残高初期化に関するその他の考慮事項
残高初期化プロセスと予算引当残高、留保利益、前日付トランザクション、補助元帳およびプライマリ貸借一致セグメント値による複製の制御に関連するその他の考慮事項を次に示します。
予算引当残高の初期化方法
レポート通貨またはセカンダリ元帳の予算引当残高は、実績勘定残高と同様に初期化されます。
Oracle Applicationsの予算引当の性質により、差異が生じます。元帳に予算引当を入力するときに、予算引当金額は元帳通貨でのみ入力できます。結果の入力済金額と計上済金額は同じになります。
「レポート通貨またはセカンダリ元帳での期首残高仕訳の作成」プロセスを実行すると、計上済予算引当金額がレポート通貨またはセカンダリ元帳に換算されます。レポート通貨またはセカンダリ元帳での予算引当の入力済金額と計上済金額の両方が、換算済金額と同じになります。
残高初期化が留保利益に与える影響
「レポート通貨またはセカンダリ元帳での期首残高仕訳の作成」プロセスでは、ターゲット元帳の留保利益勘定に対する初期化仕訳の貸借一致が行われます。
これは、異なる換算レートを使用して元帳残高をレポート通貨またはセカンダリ元帳に換算するときに発生する累積換算調整を考慮するために必要です。
このプロセスは留保利益勘定の不均衡を調整しますが、残高初期化プロセスによって入力された金額のみが移入されるため、仕訳インポートでの換算により不均衡が生じる可能性があります。プロセスを発行する前にフレックスフィールド・フィルタを選択した場合も、不均衡が発生する可能性があります。
前日付トランザクションが残高初期化に与える影響
ターゲット元帳の初期化期間の前に前日付トランザクションがある場合、残高初期化プロセスではそれらのトランザクションが考慮され、デルタ残高のみが作成されます。
初期化プロセスの後、初期化仕訳の転記までにソース元帳に入力および転記された前日付トランザクションは、初期化プロセスでは考慮されません。これらの仕訳は、自動的にターゲット元帳に複製されます。

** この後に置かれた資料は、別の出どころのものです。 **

//! Repository pattern for database operations
//!
//! Provides a clean interface for all data access operations. Query methods
//! are grouped by API area:
//! - `map`: map filter lookups and the staged map-data load
//! - `analytics`: contractor/block rollup inputs and station association
//! - `gallery`: media with lineage
//! - `library`: document listing and upload
//! - `samples`: sample listing and vocabulary lookups

mod analytics;
mod gallery;
mod library;
mod map;
mod samples;

use crate::db::models::*;
use crate::db::DbPool;
use crate::dto::StationScope;
use crate::errors::Result;
use sea_orm::sea_query::SelectStatement;
use sea_orm::{
    ColumnTrait, DatabaseConnection, EntityTrait, QueryFilter, QueryOrder, QuerySelect, QueryTrait,
    Select,
};

/// Repository for data access operations
#[derive(Clone)]
pub struct Repository {
    pool: DbPool,
}

impl Repository {
    /// Create a new repository with the given connection pool
    pub fn new(pool: DbPool) -> Self {
        Self { pool }
    }

    /// Get the read connection
    fn read_conn(&self) -> &DatabaseConnection {
        self.pool.read()
    }

    /// Get the write connection
    fn write_conn(&self) -> &DatabaseConnection {
        self.pool.write()
    }

    // ========================================================================
    // Health Check
    // ========================================================================

    /// Ping the database
    pub async fn ping(&self) -> Result<()> {
        self.pool.ping().await
    }

    // ========================================================================
    // Shared query helpers
    // ========================================================================

    /// Rows whose `column` is one of `ids`, ordered by `order`
    async fn rows_in<E>(&self, column: E::Column, ids: &[i32], order: E::Column) -> Result<Vec<E::Model>>
    where
        E: EntityTrait,
    {
        if ids.is_empty() {
            return Ok(Vec::new());
        }

        E::find()
            .filter(column.is_in(ids.iter().copied()))
            .order_by_asc(order)
            .all(self.read_conn())
            .await
            .map_err(Into::into)
    }
}

/// Stations reachable from a hierarchical scope
fn scoped_stations(scope: &StationScope) -> Select<StationEntity> {
    let mut query = StationEntity::find();

    if let Some(id) = scope.station_id {
        query = query.filter(StationColumn::Id.eq(id));
    }
    if let Some(id) = scope.cruise_id {
        query = query.filter(StationColumn::CruiseId.eq(id));
    }
    if let Some(id) = scope.block_id {
        query = query.filter(StationColumn::BlockId.eq(id));
    }
    if let Some(id) = scope.area_id {
        query = query.filter(
            StationColumn::BlockId.in_subquery(
                BlockEntity::find()
                    .select_only()
                    .column(BlockColumn::Id)
                    .filter(BlockColumn::AreaId.eq(id))
                    .into_query(),
            ),
        );
    }
    if let Some(id) = scope.contractor_id {
        query = query.filter(
            StationColumn::CruiseId.in_subquery(
                CruiseEntity::find()
                    .select_only()
                    .column(CruiseColumn::Id)
                    .filter(CruiseColumn::ContractorId.eq(id))
                    .into_query(),
            ),
        );
    }

    query
}

/// `SELECT id FROM stations WHERE <scope>`
fn scoped_station_ids(scope: &StationScope) -> SelectStatement {
    scoped_stations(scope)
        .select_only()
        .column(StationColumn::Id)
        .into_query()
}

/// `SELECT id FROM samples WHERE station_id IN (<scope>)`
fn scoped_sample_ids(scope: &StationScope) -> SelectStatement {
    let mut query = SampleEntity::find().select_only().column(SampleColumn::Id);
    if !scope.is_unrestricted() {
        query = query.filter(SampleColumn::StationId.in_subquery(scoped_station_ids(scope)));
    }
    query.into_query()
}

残高初期化期間の前の期間にソース元帳に入力および転記されたトランザクションは、ターゲット元帳にその期間が存在しない場合、エラーになります。
残高初期化と補助元帳の連携
次の補助元帳を使用して残高を初期化する場合は、次の点を考慮してください。
- 固定資産: 固定資産がプライマリ元帳の資産台帳に存在する場合は、新しい補助元帳レベルのレポート通貨を使用可能にしないことをお薦めします。新しいレポート通貨を使用可能にする場合は、既存の資産台帳を非アクティブ化し、当期間を最初のオープン期間として資産台帳を作成する必要があります。
- リース会計: リース、償却費、使用権またはリース負債の残高などのリース会計残高がすでに存在する既存のプライマリ元帳に新しいレポート通貨を追加すると、これらの残高は、この機能に従ってレポート通貨で初期化されます。同様に、セカンダリ元帳を追加すると、リース会計残高がセカンダリ元帳に初期化されます。
- 原価管理: 評価方法に対してソース元帳が使用可能である場合、ターゲット元帳の勘定科目残高は、ソース元帳に定義された原価計算ポリシーに基づきます。評価方法に対してターゲット元帳が使用可能である場合、原価台帳の開始日が換算日より後であることを確認してください。これにより、ターゲット元帳を新しい原価台帳に関連付けるときに、この新しい元帳で履歴トランザクションが処理されなくなります。ターゲット元帳を評価方法に対応した会計ハブ補助元帳に使用する場合は、ビジネス・ユーザーが補助元帳の評価方法に基づいて一部の勘定科目を手動で修正する必要があります。
- 予算管理: 期首残高を初期化するために生成された仕訳は、予算管理検証から除外されます。「予算管理および予算引当会計の編集」ページで新しい元帳が使用可能になっている場合は、「追加の元帳オプション」リージョンの「予算管理仕訳例外」タブで「初期残高」仕訳ソースが例外としてデフォルト設定されます。
残高初期化と複製制御の連携
プライマリ元帳からの複製の制御とともに残高初期化を使用する場合の考慮事項を次に示します。
- 残高初期化プロセスでは、セカンダリ元帳が部分的な法的エンティティの複製用に設定されているかどうかに関係なく、すべての貸借一致セグメントについて常にプライマリ元帳からセカンダリ元帳に残高が初期化されます。
- 残高の再初期化は、特定のプライマリ貸借一致セグメント値に対してサポートされていません。